L’antivax, cet ennemi trop fantasmé
La pandémie de Covid-19 a suscité un grand intérêt pour ce qu’on appelle « l’hésitation vaccinale », non seulement de la part des autorités et des experts, mais aussi d’un public soucieux de mettre fin à la pandémie. La figure de l’« antivax », souvent représenté comme un être profondément irrationnel, complotiste, chevillé aux réseaux sociaux, s’est érigée comme un épouvantail, s’inscrivant dans l’imaginaire collectif.
Cette image caricaturale sert souvent de miroir à celles et ceux qui se revendiquent de la méthode scientifique. En sachant qui sont nos adversaires, nous pouvons mieux identifier qui nous sommes…

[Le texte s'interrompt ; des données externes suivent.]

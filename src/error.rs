//! Error type shared by every operation of this crate.

use polars::prelude::PolarsError;
use thiserror::Error;

/// Errors raised while reading data, growing a tree,
/// or validating a tree.
#[derive(Debug, Error)]
pub enum Id3Error {
    /// An impurity measure or a validation was asked
    /// to work on zero records.
    #[error("cannot compute {0} over an empty sample")]
    EmptySample(&'static str),

    /// The split information of the attribute is zero,
    /// so its gain ratio is undefined.
    #[error("split information of attribute `{0}` is zero")]
    DegenerateSplit(String),

    /// No midpoint separates two examples with different targets.
    #[error("no threshold candidate exists for numeric attribute `{0}`")]
    NoThresholdCandidate(String),

    /// A record reached a decision node through a value
    /// that was never observed while growing the tree.
    #[error("value `{value}` of attribute `{attribute}` was not seen during training")]
    UnseenBranchValue {
        /// Attribute tested at the decision node.
        attribute: String,
        /// Value held by the record.
        value: String,
    },

    /// The named attribute is not part of the record or the schema.
    #[error("attribute `{0}` does not exist")]
    UnknownAttribute(String),

    /// A numeric attribute holds a nominal value.
    #[error("attribute `{attribute}` holds the non-numeric value `{value}`")]
    NotNumeric {
        /// Attribute name.
        attribute: String,
        /// Offending value.
        value: String,
    },

    /// A record does not carry exactly the attributes of the dataset.
    #[error("record {row} does not match the schema: {reason}")]
    SchemaMismatch {
        /// Zero-based position of the record.
        row: usize,
        /// What is wrong with it.
        reason: String,
    },

    /// The target attribute was not given to the builder.
    #[error("target attribute is not set")]
    MissingTarget,

    /// The attribute selector was called without candidates.
    #[error("no candidate attribute to split on")]
    NoCandidate,

    /// The number of folds does not fit the sample.
    #[error("cannot split {n_sample} records into {n_folds} folds")]
    InvalidFolds {
        /// Requested folds.
        n_folds: usize,
        /// Number of records.
        n_sample: usize,
    },

    /// Malformed input file.
    #[error("line {line}: {reason}")]
    Parse {
        /// One-based line number.
        line: usize,
        /// Description of the problem.
        reason: String,
    },

    /// I/O failure.
    #[error(transparent)]
    Io(#[from] std::io::Error),

    /// Failure raised by polars while converting a data frame.
    #[error(transparent)]
    Polars(#[from] PolarsError),

    /// JSON (de)serialization failure.
    #[error(transparent)]
    Json(#[from] serde_json::Error),
}


/// Result type of this crate.
pub type Result<T> = std::result::Result<T, Id3Error>;


#[cfg(test)]
mod tests {
    use super::*;

    #[test]
    fn test_error_display() {
        let err = Id3Error::NoThresholdCandidate("age".to_string());
        assert!(err.to_string().contains("`age`"));

        let err = Id3Error::UnseenBranchValue {
            attribute: "Horario".to_string(),
            value: "Vespertino".to_string(),
        };
        let msg = err.to_string();
        assert!(msg.contains("Horario") && msg.contains("Vespertino"));

        let err = Id3Error::InvalidFolds { n_folds: 10, n_sample: 3 };
        assert!(err.to_string().contains("10 folds"));
    }
}
use serde::{Serialize, Deserialize};

use std::fmt;
use std::fs::OpenOptions;
use std::io::prelude::*;
use std::path::{Path, PathBuf};

use crate::constants::REPORT_FILE;
use crate::error::Result;


/// The outcome of one fold.
#[derive(Debug, Clone, PartialEq, Serialize, Deserialize)]
pub struct FoldResult {
    /// Zero-based fold index.
    pub fold: usize,
    /// Validation error on the held-out fold.
    pub error: f64,
    /// Number of training records.
    pub n_train: usize,
    /// Number of held-out records.
    pub n_test: usize,
}


/// The outcome of a k-fold cross validation.
#[derive(Debug, Clone, PartialEq, Serialize, Deserialize)]
pub struct CrossValidationReport {
    /// Number of folds.
    pub n_folds: usize,
    /// Per-fold results in fold order.
    pub folds: Vec<FoldResult>,
    /// Mean of the per-fold errors.
    pub mean_error: f64,
}


impl CrossValidationReport {
    /// Collect the fold results. `folds` is sorted by fold index.
    pub fn new(mut folds: Vec<FoldResult>) -> Self {
        folds.sort_by_key(|fold| fold.fold);
        let n_folds = folds.len();
        let mean_error = if n_folds == 0 {
            0f64
        } else {
            folds.iter().map(|fold| fold.error).sum::<f64>() / n_folds as f64
        };
        Self { n_folds, folds, mean_error }
    }
}


impl fmt::Display for CrossValidationReport {
    fn fmt(&self, f: &mut fmt::Formatter<'_>) -> fmt::Result {
        write!(f, "{}-fold cross-validation", self.n_folds)?;
        for fold in self.folds.iter() {
            write!(
                f,
                "\nError rate of fold {}: {} over a validation set of size: {}",
                fold.fold, fold.error, fold.n_test,
            )?;
        }
        write!(f, "\n\nMean error: {}", self.mean_error)
    }
}


/// A destination of cross validation reports.
pub trait ReportSink {
    /// Emit `report`.
    fn emit(&mut self, report: &CrossValidationReport) -> Result<()>;
}


/// Discards every report.
impl ReportSink for () {
    #[inline]
    fn emit(&mut self, _report: &CrossValidationReport) -> Result<()> {
        Ok(())
    }
}


/// Keeps every report in memory.
impl ReportSink for Vec<CrossValidationReport> {
    #[inline]
    fn emit(&mut self, report: &CrossValidationReport) -> Result<()> {
        self.push(report.clone());
        Ok(())
    }
}


/// Appends reports to a text file.
/// The file is created if it does not exist.
#[derive(Debug, Clone)]
pub struct FileReport {
    path: PathBuf,
}


impl FileReport {
    /// Construct a new instance of `FileReport`.
    #[inline]
    pub fn new<P: AsRef<Path>>(path: P) -> Self {
        Self { path: path.as_ref().to_path_buf() }
    }


    /// Returns the path of the report file.
    #[inline]
    pub fn path(&self) -> &Path {
        &self.path
    }
}


impl Default for FileReport {
    fn default() -> Self {
        Self::new(REPORT_FILE)
    }
}


impl ReportSink for FileReport {
    fn emit(&mut self, report: &CrossValidationReport) -> Result<()> {
        let mut file = OpenOptions::new()
            .create(true)
            .append(true)
            .open(&self.path)?;

        let line = format!("\n{}\n{report}", "-".repeat(60));
        file.write_all(line.as_bytes())?;
        Ok(())
    }
}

Pourtant, de nombreuses enquêtes d’opinion ont tenté d’identifier les attitudes du public par rapport à la vaccination et de peindre cette réalité sous un jour plus nuancé. Nous avons contribué à ces efforts, notamment à travers le « baromètre de la motivation », une recherche de grande ampleur menée en Belgique pendant toute la durée de la pandémie.
Sur base de l’expérience acquise dans ce cadre, et plus largement sur foi de la littérature récente sur ces questions en sciences psychologiques, nous aimerions tirer quelques leçons dans le domaine de la psychologie de la vaccination.

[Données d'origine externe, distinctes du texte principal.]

use std::path::Path;
use std::fs::File;
use std::io::{BufRead, BufReader};

use super::{
    dataset::{Attribute, AttributeKind, Dataset},
    record::Record,
    value::Value,
};
use crate::constants::{MISSING_TOKEN, MISSING_VALUE};
use crate::error::{Id3Error, Result};


/// A struct that returns [`Dataset`].
/// Using this struct, one can read an ARFF/CSV format file to [`Dataset`].
/// The format is chosen by the file extension.
/// # Example
/// The following code reads the ARFF file of the lab.
/// ```no_run
/// use id3tree::DatasetReader;
/// let dataset = DatasetReader::new()
///     .file("Autism-Adult-Data.arff")
///     .read()
///     .unwrap();
/// ```
pub struct DatasetReader<P> {
    file: Option<P>,
    has_header: bool,
}


impl<P> DatasetReader<P> {
    /// Construct a new instance of [`DatasetReader`].
    pub fn new() -> Self {
        Self {
            file: None,
            has_header: true,
        }
    }


    /// Set the flag whether a CSV file has the header row or not.
    /// Default is `true.` Ignored for ARFF files.
    pub fn has_header(mut self, flag: bool) -> Self {
        self.has_header = flag;
        self
    }
}


impl<P> Default for DatasetReader<P> {
    fn default() -> Self {
        Self::new()
    }
}


impl<P> DatasetReader<P>
    where P: AsRef<Path>
{
    /// Set the file name.
    pub fn file(mut self, file: P) -> Self {
        self.file = Some(file);
        self
    }


    /// Reads the file based on the arguments.
    /// Files with the extension `.arff` are parsed as ARFF,
    /// everything else as CSV.
    /// This method consumes `self.`
    pub fn read(self) -> Result<Dataset> {
        let file = self.file
            .expect("The file name for arff/csv is not set");
        let path = file.as_ref();

        let reader = BufReader::new(File::open(path)?);
        if path.extension().is_some_and(|ext| ext == "arff") {
            read_arff(reader)
        } else {
            read_csv(reader, self.has_header)
        }
    }
}


/// Parse an ARFF stream.
/// Supported: `@relation`, `@attribute` with `numeric`/`real`/`integer`,
/// nominal `{...}`, `string` and `date` types, dense `@data` rows,
/// `%` comments and `?` for missing entries.
pub fn read_arff<R: BufRead>(reader: R) -> Result<Dataset> {
    let mut attributes = Vec::new();
    let mut in_data = false;
    let mut dataset: Option<Dataset> = None;

    for (k, line) in reader.lines().enumerate() {
        let line_no = k + 1;
        let line = line?;
        let line = line.trim();
        if line.is_empty() || line.starts_with('%') { continue; }

        if !in_data {
            let lower = line.to_ascii_lowercase();
            if lower.starts_with("@relation") {
                continue;
            } else if lower.starts_with("@attribute") {
                let attr = parse_attribute(&line["@attribute".len()..])
                    .map_err(|reason| Id3Error::Parse { line: line_no, reason })?;
                attributes.push(attr);
            } else if lower.starts_with("@data") {
                in_data = true;
                dataset = Some(Dataset::new(std::mem::take(&mut attributes)));
            } else {
                let reason = format!("unexpected header line `{line}`");
                return Err(Id3Error::Parse { line: line_no, reason });
            }
            continue;
        }

        if line.starts_with('{') {
            let reason = "sparse ARFF rows are not supported".to_string();
            return Err(Id3Error::Parse { line: line_no, reason });
        }

        let Some(data) = dataset.as_mut() else { unreachable!() };
        let tokens = split_quoted(line, ',');
        if tokens.len() != data.attributes().len() {
            let reason = format!(
                "expected {} values, got {}",
                data.attributes().len(),
                tokens.len(),
            );
            return Err(Id3Error::Parse { line: line_no, reason });
        }

        let record = data.attributes()
            .iter()
            .zip(tokens)
            .map(|(attr, token)| {
                parse_value(&token, attr.kind)
                    .map(|value| (attr.name.clone(), value))
            })
            .collect::<std::result::Result<Record, _>>()
            .map_err(|reason| Id3Error::Parse { line: line_no, reason })?;
        data.push(record)?;
    }

    dataset.ok_or_else(|| {
        let reason = "the `@data` section is missing".to_string();
        Id3Error::Parse { line: 0, reason }
    })
}


/// Parse a CSV stream.
/// Every column whose non-missing entries all parse as `f64`
/// becomes numeric; other columns are nominal.
/// Without a header, the columns are named `Attr. [1]`, `Attr. [2]`, ...
pub fn read_csv<R: BufRead>(reader: R, has_header: bool) -> Result<Dataset> {
    let mut names: Option<Vec<String>> = None;
    let mut rows: Vec<(usize, Vec<String>)> = Vec::new();

    for (k, line) in reader.lines().enumerate() {
        let line = line?;
        if line.trim().is_empty() { continue; }
        let tokens = split_quoted(&line, ',');

        if names.is_none() {
            if has_header {
                names = Some(tokens);
                continue;
            }
            let n_attribute = tokens.len();
            names = Some(
                (1..=n_attribute).map(|i| format!("Attr. [{i}]")).collect()
            );
        }
        let n_attribute = names.as_ref().map_or(0, |names| names.len());
        if tokens.len() != n_attribute {
            let reason = format!(
                "expected {n_attribute} values, got {}", tokens.len()
            );
            return Err(Id3Error::Parse { line: k + 1, reason });
        }
        rows.push((k + 1, tokens));
    }

    let Some(names) = names else { return Ok(Dataset::default()); };
    let attributes = names.into_iter()
        .enumerate()
        .map(|(j, name)| {
            let numeric = rows.iter()
                .map(|(_, row)| row[j].as_str())
                .filter(|token| !is_missing_token(token))
                .all(|token| token.parse::<f64>().is_ok());
            let kind = if numeric && !rows.is_empty() {
                AttributeKind::Numeric
            } else {
                AttributeKind::Nominal
            };
            Attribute::new(name, kind)
        })
        .collect::<Vec<_>>();

    let mut dataset = Dataset::new(attributes.clone());
    for (line, row) in rows {
        let record = attributes.iter()
            .zip(row)
            .map(|(attr, token)| {
                parse_value(&token, attr.kind)
                    .map(|value| (attr.name.clone(), value))
            })
            .collect::<std::result::Result<Record, _>>()
            .map_err(|reason| Id3Error::Parse { line, reason })?;
        dataset.push(record)?;
    }
    Ok(dataset)
}


fn is_missing_token(token: &str) -> bool {
    token.is_empty() || token == MISSING_TOKEN || token == MISSING_VALUE
}


fn parse_value(token: &str, kind: AttributeKind)
    -> std::result::Result<Value, String>
{
    if is_missing_token(token) { return Ok(Value::missing()); }
    match kind {
        AttributeKind::Numeric => {
            token.parse::<f64>()
                .map(Value::Numeric)
                .map_err(|_| format!("`{token}` is not a number"))
        },
        AttributeKind::Nominal => Ok(Value::from(token)),
    }
}


/// Parse the part of an `@attribute` line that follows the keyword.
fn parse_attribute(rest: &str) -> std::result::Result<Attribute, String> {
    let rest = rest.trim();
    let (name, decl) = match rest.chars().next() {
        Some(q @ ('\'' | '"')) => {
            let end = rest[1..].find(q)
                .ok_or_else(|| format!("unterminated name in `{rest}`"))?;
            (rest[1..=end].to_string(), rest[end + 2..].trim())
        },
        Some(_) => {
            let end = rest.find(char::is_whitespace)
                .ok_or_else(|| format!("missing type in `{rest}`"))?;
            (rest[..end].to_string(), rest[end..].trim())
        },
        None => return Err("empty attribute declaration".to_string()),
    };

    let lower = decl.to_ascii_lowercase();
    let kind = if decl.starts_with('{') {
        AttributeKind::Nominal
    } else if ["numeric", "real", "integer"].iter().any(|t| lower.starts_with(t)) {
        AttributeKind::Numeric
    } else if lower.starts_with("string") || lower.starts_with("date") {
        AttributeKind::Nominal
    } else {
        return Err(format!("unknown type `{decl}` of attribute `{name}`"));
    };
    Ok(Attribute::new(name, kind))
}


/// Split `line` at `sep`, honoring single and double quotes.
/// Surrounding quotes and whitespace are stripped from each token.
fn split_quoted(line: &str, sep: char) -> Vec<String> {
    let mut tokens = Vec::new();
    let mut current = String::new();
    let mut quote: Option<char> = None;

    for c in line.chars() {
        match quote {
            Some(q) if c == q => { quote = None; },
            Some(_) => { current.push(c); },
            None if c == '\'' || c == '"' => { quote = Some(c); },
            None if c == sep => {
                tokens.push(current.trim().to_string());
                current.clear();
            },
            None => { current.push(c); },
        }
    }
    tokens.push(current.trim().to_string());
    tokens
}


#[cfg(test)]
mod tests {
    use super::*;
    use std::io::Cursor;

    const ARFF: &str = "\
% toy relation
@relation 'weather'
@attribute outlook {sunny, overcast, rainy}
@attribute temperature numeric
@attribute 'play golf' {yes, no}

@data
sunny,85,no
overcast,?,yes
'rainy',70.5,yes
";

    #[test]
    fn test_read_arff() {
        let data = read_arff(Cursor::new(ARFF)).unwrap();
        assert_eq!(data.shape(), (3, 3));
        assert_eq!(data.attribute_names(), vec!["outlook", "temperature", "play golf"]);
        assert_eq!(
            data.attribute("temperature").unwrap().kind,
            AttributeKind::Numeric
        );
        assert!(data[1]["temperature"].is_missing());
        assert_eq!(data[2]["outlook"], Value::from("rainy"));
        assert_eq!(data[2]["temperature"], Value::from(70.5));
    }

    #[test]
    fn test_read_arff_wrong_arity() {
        let text = "@attribute a numeric\n@data\n1,2\n";
        let res = read_arff(Cursor::new(text));
        assert!(matches!(res, Err(Id3Error::Parse { line: 3, .. })));
    }

    #[test]
    fn test_read_csv() {
        let text = "x,color\n1.5,red\n?,blue\n3,red\n";
        let data = read_csv(Cursor::new(text), true).unwrap();
        assert_eq!(data.shape(), (3, 2));
        assert_eq!(data.attribute("x").unwrap().kind, AttributeKind::Numeric);
        assert!(data[1]["x"].is_missing());

        let data = read_csv(Cursor::new("a,b\nc,d\n"), false).unwrap();
        assert_eq!(data.attribute_names(), vec!["Attr. [1]", "Attr. [2]"]);
        assert_eq!(data.len(), 2);
    }

    #[test]
    fn test_read_csv_blank_lines() {
        let text = "x,color\n\n1.5,red\n\n\n2,blue\n";
        let data = read_csv(Cursor::new(text), true).unwrap();
        assert_eq!(data.shape(), (2, 2));
        assert_eq!(data[1]["x"], Value::from(2));

        // Lines are counted in the raw file, blank ones included.
        let text = "x,color\n\n1.5,red\n\n3\n";
        let res = read_csv(Cursor::new(text), true);
        assert!(
            matches!(res, Err(Id3Error::Parse { line: 5, .. })),
            "got {res:?}."
        );
    }

    #[test]
    fn test_split_quoted() {
        let tokens = split_quoted("'White-European', 'a,b' ,c", ',');
        assert_eq!(tokens, vec!["White-European", "a,b", "c"]);
    }
}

De « l’antivax » à « l’hésitant vaccinal »
L’hésitation vaccinale correspond au fait de refuser de se faire vacciner, ou de tarder à le faire, en dépit de la disponibilité d’un vaccin. Il s’agit donc souvent d’un comportement « par omission », ce qui le rend d’autant plus difficile à cerner pour les psychologues.
En effet, ce non-comportement peut découler d’une variété de facteurs qui ne correspondent pas forcément à une opposition radicale à la vaccination, comme tendrait à le suggérer l’image caricaturale de l’antivax évoquée plus haut.
On peut, par exemple, être favorable au principe de la vaccination, mais ne pas se faire vacciner (ou ne pas faire vacciner son enfant) pour des raisons logistiques : manque de temps, infrastructures non disponibles, difficultés de mobilité… Ou encore parce qu’on se sent « peu à risque », parce que l’on a l’impression que « ça ne sert à rien », etc.
Par ailleurs, certaines personnes sont opposées à un vaccin spécifique, mais pas à un autre. D’autres peuvent considérer que le vaccin est sûr pour la plupart des gens, mais pas pour elles (étant donné leur histoire médicale ou leurs expériences précédentes…). Bref, ce qu’on appelle l’hésitation vaccinale correspond à des réalités psychologiques fort variées.
Ce préalable étant posé, est-il légitime d’associer hésitation vaccinale et conspirationnisme ?
Les hésitants vaccinaux sont-ils des complotistes ?
Une vaste étude internationale révèle un lien solide entre l’adhésion à des théories du complot sans rapport direct avec la vaccination (par exemple, à propos de la mort de Lady Di) et l’hésitation vaccinale.
Comment interpréter une telle association ? Il est tentant de voir le conspirationnisme comme la source des attitudes d’opposition à la vaccination. Après tout, la vaccination de masse est une vaste entreprise impliquant de nombreuses institutions et organisations (industries pharmaceutiques, organes de veille sanitaire, médecins…) qui ont le don de susciter la méfiance des personnes attirées par des théories du complot.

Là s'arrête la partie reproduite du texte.